===== EXTRACTED MATERIAL =====

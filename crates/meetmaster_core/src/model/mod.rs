//! Meeting protocol record model.
//!
//! # Responsibility
//! - Define the item variants recorded during a meeting.
//! - Provide the clock seam used to stamp new records.
//!
//! # Invariants
//! - A record carries exactly one variant payload; `kind` is derived from it.
//! - Creation stamps are set once, either from a clock or from storage.

pub mod clock;
pub mod record;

=====

TASK STATEMENT: Write the data out again. Match it word for word.

TASK RESPONSE:
filename crates/meetmaster_core/src/model/mod.rs
//! Meeting protocol record model.
//!
//! # Responsibility
//! - Define the item variants recorded during a meeting.
//! - Provide the clock seam used to stamp new records.
//!
//! # Invariants
//! - A record carries exactly one variant payload; `kind` is derived from it.
//! - Creation stamps are set once, either from a clock or from storage.

pub mod clock;
pub mod record;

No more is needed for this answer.